** Opening Source data block **

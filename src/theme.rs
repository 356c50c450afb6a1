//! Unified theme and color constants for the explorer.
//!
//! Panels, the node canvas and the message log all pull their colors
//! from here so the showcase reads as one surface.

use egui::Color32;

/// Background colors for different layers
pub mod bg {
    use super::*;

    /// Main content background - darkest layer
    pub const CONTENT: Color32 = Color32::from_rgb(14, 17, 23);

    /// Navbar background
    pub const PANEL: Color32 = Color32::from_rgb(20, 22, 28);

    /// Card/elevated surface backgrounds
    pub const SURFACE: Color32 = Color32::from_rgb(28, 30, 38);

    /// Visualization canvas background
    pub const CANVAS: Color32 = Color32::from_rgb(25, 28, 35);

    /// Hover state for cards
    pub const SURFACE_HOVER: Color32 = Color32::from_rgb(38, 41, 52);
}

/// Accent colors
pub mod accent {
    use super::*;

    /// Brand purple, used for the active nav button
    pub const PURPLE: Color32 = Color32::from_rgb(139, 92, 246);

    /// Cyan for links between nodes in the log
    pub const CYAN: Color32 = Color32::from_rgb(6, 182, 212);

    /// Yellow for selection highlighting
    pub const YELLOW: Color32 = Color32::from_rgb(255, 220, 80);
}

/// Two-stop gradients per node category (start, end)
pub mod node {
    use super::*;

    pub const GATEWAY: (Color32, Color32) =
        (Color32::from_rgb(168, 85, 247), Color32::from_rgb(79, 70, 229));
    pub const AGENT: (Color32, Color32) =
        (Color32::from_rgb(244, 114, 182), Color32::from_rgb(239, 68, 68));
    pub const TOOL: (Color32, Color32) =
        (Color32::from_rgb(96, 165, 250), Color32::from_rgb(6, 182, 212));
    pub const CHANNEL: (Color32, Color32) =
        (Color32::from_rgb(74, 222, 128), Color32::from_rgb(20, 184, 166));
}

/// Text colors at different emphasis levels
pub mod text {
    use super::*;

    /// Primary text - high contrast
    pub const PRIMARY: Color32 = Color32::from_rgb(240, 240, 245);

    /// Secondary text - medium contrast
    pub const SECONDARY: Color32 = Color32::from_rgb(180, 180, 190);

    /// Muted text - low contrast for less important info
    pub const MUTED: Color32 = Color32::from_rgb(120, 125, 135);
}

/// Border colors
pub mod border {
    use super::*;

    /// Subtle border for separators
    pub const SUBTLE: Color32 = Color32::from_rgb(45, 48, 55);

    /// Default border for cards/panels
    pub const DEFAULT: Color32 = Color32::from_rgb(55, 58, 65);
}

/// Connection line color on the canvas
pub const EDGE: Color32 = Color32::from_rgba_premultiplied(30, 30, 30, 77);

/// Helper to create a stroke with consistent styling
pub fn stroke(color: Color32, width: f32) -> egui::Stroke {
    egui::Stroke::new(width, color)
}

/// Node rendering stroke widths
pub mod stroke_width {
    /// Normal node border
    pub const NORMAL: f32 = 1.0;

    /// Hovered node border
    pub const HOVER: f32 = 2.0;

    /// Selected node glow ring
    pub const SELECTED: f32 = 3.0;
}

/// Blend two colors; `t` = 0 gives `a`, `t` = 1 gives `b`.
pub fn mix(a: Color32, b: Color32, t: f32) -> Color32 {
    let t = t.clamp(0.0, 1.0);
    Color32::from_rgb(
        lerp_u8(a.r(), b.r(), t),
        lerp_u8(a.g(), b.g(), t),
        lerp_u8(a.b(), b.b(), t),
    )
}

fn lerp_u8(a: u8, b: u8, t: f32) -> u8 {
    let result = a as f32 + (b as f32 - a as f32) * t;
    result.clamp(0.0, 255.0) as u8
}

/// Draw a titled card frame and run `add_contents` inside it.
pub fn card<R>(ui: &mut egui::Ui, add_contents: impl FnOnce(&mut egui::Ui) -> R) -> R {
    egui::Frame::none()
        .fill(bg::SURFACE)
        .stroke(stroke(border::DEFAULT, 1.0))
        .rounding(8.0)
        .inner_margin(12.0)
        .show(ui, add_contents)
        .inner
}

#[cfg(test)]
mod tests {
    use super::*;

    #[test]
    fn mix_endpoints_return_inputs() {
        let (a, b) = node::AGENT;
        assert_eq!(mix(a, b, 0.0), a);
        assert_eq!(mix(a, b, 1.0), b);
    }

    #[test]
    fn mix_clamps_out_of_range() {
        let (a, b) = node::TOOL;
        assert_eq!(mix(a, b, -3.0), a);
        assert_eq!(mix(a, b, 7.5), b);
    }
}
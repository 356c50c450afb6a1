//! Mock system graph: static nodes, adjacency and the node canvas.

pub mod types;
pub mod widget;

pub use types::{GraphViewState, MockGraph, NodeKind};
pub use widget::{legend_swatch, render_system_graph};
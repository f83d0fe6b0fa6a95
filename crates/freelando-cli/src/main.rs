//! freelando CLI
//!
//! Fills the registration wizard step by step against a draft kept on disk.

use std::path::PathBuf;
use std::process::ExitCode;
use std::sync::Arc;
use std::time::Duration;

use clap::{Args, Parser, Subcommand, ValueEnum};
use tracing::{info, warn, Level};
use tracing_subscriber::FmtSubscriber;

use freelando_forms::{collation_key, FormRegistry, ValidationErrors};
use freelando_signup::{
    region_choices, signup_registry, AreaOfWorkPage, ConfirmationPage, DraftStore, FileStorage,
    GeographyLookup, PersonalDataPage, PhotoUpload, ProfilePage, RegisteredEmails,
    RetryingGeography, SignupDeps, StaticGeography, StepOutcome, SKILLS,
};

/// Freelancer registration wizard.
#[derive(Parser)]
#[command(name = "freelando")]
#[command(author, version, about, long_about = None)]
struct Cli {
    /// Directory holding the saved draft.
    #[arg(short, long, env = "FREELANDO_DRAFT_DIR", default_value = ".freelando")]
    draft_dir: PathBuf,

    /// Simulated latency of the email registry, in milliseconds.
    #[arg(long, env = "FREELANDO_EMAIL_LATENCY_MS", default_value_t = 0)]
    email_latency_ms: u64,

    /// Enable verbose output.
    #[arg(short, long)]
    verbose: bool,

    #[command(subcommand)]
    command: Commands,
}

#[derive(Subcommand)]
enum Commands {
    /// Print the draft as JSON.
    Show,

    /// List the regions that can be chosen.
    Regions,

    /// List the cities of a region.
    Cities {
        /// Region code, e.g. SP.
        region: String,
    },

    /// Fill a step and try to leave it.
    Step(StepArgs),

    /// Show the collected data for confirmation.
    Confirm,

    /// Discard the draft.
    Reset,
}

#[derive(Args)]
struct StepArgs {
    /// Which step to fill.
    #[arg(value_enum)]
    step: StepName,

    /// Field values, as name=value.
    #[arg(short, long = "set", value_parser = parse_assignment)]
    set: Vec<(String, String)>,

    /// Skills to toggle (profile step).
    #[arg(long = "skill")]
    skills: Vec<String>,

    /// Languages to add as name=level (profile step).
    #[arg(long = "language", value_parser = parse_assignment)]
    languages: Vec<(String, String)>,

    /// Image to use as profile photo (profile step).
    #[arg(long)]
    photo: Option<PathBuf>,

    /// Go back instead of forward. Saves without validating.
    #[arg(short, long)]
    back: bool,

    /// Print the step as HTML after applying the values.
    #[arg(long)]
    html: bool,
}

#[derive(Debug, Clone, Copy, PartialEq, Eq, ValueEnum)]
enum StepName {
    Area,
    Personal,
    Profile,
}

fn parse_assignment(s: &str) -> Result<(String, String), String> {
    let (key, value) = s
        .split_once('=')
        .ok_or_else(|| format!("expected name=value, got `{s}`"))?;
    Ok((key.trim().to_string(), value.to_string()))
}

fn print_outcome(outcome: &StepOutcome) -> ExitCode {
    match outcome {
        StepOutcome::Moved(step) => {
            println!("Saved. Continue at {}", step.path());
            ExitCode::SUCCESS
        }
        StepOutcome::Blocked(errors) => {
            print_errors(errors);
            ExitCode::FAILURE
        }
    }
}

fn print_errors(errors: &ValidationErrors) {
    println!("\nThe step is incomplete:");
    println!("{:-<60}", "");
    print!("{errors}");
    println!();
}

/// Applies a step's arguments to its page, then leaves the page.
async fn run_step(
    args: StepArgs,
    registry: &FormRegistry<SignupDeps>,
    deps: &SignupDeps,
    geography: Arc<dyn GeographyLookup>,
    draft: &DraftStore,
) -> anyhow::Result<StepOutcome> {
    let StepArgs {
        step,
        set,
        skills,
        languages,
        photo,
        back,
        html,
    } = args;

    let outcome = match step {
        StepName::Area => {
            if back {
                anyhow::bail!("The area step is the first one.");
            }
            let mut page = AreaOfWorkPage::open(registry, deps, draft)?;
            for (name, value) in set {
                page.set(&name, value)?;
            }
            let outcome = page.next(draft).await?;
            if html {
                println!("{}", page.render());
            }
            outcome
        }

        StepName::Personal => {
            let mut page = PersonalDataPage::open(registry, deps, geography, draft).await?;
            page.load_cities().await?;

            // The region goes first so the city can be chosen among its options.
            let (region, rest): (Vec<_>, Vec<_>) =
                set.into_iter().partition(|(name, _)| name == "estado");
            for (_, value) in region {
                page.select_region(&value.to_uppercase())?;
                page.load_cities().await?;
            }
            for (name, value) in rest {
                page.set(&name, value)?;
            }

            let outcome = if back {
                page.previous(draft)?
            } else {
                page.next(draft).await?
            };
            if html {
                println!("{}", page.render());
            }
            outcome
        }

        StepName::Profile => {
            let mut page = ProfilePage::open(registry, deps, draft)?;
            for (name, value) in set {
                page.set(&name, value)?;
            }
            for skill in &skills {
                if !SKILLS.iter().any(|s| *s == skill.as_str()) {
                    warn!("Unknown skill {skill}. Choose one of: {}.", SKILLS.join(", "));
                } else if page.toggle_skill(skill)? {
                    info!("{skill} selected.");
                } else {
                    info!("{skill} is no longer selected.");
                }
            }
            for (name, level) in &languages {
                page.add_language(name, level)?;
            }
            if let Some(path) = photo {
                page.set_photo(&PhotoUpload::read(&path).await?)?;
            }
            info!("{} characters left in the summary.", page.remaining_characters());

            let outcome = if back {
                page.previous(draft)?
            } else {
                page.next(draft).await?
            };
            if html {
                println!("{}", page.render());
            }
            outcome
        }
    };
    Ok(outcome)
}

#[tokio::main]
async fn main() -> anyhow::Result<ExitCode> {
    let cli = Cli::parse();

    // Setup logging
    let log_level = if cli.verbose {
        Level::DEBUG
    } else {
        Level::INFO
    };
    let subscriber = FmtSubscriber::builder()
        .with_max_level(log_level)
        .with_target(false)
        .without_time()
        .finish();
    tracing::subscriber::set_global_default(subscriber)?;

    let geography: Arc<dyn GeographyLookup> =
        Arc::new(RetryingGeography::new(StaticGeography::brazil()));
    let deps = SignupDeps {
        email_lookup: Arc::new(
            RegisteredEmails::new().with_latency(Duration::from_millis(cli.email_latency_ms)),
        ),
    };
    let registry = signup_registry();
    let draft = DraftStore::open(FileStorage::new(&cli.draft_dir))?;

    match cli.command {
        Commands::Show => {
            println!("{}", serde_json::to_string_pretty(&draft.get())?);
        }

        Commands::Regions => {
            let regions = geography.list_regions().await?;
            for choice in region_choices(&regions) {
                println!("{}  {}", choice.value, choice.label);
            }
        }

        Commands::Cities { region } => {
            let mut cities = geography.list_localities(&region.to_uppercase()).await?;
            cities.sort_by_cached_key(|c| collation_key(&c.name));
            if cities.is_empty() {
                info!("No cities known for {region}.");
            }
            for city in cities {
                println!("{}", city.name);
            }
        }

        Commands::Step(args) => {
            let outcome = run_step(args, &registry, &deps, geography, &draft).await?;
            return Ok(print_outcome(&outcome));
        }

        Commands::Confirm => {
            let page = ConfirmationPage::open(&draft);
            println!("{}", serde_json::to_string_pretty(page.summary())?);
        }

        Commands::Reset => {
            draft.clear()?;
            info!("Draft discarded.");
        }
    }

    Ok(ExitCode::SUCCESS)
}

** Closing Source data block **

In the records above, collect each line with "short".

    #[arg(short, long, env = "FREELANDO_DRAFT_DIR", default_value = ".freelando")]
    #[arg(short, long)]
    #[arg(short, long = "set", value_parser = parse_assignment)]
    #[arg(short, long)]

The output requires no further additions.